(Stored data)

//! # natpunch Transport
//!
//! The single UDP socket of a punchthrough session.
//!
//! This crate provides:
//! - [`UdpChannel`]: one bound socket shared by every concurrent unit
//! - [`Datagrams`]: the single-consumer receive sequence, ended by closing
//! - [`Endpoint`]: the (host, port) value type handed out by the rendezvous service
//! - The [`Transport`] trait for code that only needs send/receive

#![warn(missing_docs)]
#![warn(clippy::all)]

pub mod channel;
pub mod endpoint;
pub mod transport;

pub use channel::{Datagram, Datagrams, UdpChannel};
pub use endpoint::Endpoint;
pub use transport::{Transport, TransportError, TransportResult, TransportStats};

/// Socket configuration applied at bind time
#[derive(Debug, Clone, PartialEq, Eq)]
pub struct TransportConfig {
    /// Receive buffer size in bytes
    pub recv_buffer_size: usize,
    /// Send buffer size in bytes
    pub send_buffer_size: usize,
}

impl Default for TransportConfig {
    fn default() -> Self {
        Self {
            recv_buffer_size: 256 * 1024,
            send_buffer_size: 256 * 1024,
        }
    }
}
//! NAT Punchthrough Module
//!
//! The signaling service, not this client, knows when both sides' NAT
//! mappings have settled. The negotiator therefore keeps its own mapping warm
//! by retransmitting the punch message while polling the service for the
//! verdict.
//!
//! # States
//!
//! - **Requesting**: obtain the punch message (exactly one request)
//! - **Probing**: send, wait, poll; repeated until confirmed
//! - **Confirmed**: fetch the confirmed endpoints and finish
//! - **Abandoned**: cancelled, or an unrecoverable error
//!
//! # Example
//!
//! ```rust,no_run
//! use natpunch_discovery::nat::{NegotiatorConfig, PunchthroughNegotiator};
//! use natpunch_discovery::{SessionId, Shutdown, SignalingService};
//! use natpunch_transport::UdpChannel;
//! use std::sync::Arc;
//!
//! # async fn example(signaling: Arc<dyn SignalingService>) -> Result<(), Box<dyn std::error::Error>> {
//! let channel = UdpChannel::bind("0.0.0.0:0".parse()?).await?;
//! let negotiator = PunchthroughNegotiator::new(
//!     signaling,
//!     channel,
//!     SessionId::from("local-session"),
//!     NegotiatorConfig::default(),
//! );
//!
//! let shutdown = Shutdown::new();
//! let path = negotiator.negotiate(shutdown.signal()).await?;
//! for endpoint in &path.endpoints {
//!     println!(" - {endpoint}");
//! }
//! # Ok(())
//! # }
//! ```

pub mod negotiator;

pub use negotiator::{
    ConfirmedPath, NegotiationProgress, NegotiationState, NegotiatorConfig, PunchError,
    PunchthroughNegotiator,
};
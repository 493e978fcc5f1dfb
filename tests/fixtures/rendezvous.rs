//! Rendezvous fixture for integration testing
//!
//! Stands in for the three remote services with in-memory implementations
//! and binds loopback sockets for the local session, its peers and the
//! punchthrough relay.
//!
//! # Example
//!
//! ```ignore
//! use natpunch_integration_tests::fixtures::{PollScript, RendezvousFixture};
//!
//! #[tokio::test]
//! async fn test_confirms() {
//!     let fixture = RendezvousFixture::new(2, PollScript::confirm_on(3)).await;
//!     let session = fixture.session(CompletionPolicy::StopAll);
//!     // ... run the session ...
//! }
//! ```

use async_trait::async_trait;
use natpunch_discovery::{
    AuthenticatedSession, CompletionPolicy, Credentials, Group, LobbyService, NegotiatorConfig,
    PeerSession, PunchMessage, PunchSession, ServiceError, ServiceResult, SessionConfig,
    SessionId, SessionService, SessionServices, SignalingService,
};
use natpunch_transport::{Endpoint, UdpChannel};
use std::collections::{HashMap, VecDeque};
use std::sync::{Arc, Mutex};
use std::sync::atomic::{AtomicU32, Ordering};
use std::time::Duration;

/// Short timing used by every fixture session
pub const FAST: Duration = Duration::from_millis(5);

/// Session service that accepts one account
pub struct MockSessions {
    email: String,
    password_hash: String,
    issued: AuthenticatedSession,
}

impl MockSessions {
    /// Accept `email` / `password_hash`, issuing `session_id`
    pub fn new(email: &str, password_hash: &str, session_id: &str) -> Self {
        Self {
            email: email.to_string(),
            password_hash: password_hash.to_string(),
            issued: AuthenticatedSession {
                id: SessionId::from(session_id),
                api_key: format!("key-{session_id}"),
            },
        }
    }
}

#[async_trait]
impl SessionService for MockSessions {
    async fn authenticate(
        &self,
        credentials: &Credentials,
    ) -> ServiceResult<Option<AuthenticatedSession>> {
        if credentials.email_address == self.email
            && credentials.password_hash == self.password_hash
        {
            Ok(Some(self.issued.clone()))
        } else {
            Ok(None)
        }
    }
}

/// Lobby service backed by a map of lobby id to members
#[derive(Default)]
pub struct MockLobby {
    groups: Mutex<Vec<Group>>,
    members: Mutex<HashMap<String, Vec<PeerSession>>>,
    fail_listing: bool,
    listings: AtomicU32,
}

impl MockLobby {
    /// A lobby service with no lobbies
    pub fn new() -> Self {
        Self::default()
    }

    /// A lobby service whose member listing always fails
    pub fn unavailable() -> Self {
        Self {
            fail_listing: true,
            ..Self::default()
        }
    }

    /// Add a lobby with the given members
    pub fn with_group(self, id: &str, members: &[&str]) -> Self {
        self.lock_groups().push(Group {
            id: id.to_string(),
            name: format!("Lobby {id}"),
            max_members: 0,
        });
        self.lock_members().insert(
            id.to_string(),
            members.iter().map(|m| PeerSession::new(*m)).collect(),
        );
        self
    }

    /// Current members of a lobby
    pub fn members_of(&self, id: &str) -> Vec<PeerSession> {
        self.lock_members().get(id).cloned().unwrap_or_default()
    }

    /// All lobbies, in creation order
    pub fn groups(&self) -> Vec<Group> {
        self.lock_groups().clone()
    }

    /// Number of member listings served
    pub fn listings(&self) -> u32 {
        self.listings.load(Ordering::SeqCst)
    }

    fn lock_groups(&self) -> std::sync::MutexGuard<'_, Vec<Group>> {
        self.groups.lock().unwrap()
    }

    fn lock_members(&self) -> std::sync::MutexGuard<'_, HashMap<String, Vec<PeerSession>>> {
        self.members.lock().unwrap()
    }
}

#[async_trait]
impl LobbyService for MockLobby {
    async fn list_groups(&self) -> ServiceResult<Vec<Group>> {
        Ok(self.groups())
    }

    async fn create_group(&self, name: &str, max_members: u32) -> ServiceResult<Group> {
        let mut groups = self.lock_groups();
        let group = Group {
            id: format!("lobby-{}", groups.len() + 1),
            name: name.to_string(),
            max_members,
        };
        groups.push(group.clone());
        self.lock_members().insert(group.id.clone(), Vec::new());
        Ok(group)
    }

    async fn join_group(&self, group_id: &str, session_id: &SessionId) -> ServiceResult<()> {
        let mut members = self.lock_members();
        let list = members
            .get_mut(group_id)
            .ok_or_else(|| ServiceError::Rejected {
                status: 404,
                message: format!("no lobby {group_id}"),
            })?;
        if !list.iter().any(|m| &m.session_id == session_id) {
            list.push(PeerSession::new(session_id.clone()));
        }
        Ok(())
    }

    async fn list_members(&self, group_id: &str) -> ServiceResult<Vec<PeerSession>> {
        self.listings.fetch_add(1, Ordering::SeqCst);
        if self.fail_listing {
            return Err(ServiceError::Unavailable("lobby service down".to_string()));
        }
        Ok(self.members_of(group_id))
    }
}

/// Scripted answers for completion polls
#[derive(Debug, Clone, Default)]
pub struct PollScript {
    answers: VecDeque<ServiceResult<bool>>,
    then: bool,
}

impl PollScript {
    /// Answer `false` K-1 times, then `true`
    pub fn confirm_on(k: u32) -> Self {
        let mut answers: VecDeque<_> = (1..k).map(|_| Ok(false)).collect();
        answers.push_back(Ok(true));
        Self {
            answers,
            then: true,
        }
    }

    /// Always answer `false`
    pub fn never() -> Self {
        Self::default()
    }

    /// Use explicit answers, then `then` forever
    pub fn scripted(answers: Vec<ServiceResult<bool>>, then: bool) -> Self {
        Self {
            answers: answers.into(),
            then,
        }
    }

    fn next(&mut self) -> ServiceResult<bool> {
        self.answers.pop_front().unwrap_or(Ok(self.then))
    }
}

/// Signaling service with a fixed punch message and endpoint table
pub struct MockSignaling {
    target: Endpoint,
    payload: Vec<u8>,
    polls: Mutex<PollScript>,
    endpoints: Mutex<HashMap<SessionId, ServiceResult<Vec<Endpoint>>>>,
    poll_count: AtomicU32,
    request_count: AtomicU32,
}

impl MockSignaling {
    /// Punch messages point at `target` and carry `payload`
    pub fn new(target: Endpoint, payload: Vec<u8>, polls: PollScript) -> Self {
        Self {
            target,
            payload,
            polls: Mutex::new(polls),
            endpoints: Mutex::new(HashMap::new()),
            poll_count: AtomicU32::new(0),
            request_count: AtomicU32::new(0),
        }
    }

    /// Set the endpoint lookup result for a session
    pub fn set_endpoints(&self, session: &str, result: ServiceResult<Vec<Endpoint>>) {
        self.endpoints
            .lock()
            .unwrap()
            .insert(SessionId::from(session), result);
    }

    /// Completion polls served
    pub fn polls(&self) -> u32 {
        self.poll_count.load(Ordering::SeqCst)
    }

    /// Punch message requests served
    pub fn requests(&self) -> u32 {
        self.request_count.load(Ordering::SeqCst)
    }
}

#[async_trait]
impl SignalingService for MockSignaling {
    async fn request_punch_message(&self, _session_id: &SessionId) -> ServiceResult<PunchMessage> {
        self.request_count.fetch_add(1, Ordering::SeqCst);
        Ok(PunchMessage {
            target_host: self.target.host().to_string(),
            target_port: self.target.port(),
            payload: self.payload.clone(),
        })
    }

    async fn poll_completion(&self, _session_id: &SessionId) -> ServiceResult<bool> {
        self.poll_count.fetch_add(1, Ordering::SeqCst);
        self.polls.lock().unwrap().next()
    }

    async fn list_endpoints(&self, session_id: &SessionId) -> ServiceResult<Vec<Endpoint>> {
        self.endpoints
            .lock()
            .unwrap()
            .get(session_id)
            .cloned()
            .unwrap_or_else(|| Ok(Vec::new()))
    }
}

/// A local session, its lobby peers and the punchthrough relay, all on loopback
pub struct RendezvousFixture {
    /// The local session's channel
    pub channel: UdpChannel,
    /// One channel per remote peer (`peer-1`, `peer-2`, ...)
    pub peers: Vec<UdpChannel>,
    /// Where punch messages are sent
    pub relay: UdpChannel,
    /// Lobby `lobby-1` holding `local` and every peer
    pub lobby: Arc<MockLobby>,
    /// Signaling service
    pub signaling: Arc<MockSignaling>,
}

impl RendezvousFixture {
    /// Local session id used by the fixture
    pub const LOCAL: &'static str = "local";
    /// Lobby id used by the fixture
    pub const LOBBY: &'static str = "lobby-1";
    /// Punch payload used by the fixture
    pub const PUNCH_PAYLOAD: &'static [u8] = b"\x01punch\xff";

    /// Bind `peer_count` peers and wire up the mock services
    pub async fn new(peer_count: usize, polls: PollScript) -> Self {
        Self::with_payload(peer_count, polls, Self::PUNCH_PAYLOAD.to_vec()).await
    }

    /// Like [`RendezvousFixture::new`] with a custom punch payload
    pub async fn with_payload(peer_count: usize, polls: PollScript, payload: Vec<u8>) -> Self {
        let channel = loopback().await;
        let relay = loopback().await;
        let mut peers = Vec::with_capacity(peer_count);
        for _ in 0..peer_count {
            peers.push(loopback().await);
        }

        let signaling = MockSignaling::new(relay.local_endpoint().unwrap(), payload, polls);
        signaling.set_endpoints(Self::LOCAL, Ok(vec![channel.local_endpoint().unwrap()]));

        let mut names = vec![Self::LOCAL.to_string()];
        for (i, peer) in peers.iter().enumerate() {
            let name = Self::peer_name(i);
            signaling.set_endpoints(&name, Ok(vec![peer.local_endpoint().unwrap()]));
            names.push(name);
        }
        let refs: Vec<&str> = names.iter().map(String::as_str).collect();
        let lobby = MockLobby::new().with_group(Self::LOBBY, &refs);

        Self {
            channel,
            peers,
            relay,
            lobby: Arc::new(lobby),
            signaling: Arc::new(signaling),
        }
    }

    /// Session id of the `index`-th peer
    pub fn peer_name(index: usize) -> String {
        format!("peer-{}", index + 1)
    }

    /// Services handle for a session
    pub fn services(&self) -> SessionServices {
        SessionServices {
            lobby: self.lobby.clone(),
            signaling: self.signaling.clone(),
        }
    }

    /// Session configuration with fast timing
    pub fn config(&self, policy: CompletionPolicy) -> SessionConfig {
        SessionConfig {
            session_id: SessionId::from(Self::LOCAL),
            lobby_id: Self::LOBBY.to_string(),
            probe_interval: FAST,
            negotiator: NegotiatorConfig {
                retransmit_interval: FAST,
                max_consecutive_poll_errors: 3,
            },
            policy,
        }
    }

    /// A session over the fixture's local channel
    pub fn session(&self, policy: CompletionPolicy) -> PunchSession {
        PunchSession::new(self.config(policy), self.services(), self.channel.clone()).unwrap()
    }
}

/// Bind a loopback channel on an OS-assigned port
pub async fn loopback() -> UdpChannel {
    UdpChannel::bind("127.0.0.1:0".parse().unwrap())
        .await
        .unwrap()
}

### Exercise requirements:
Check each line above for the word "CompletionPolicy". Then state how many lines contain it, and nothing more.

### Exercise response:
4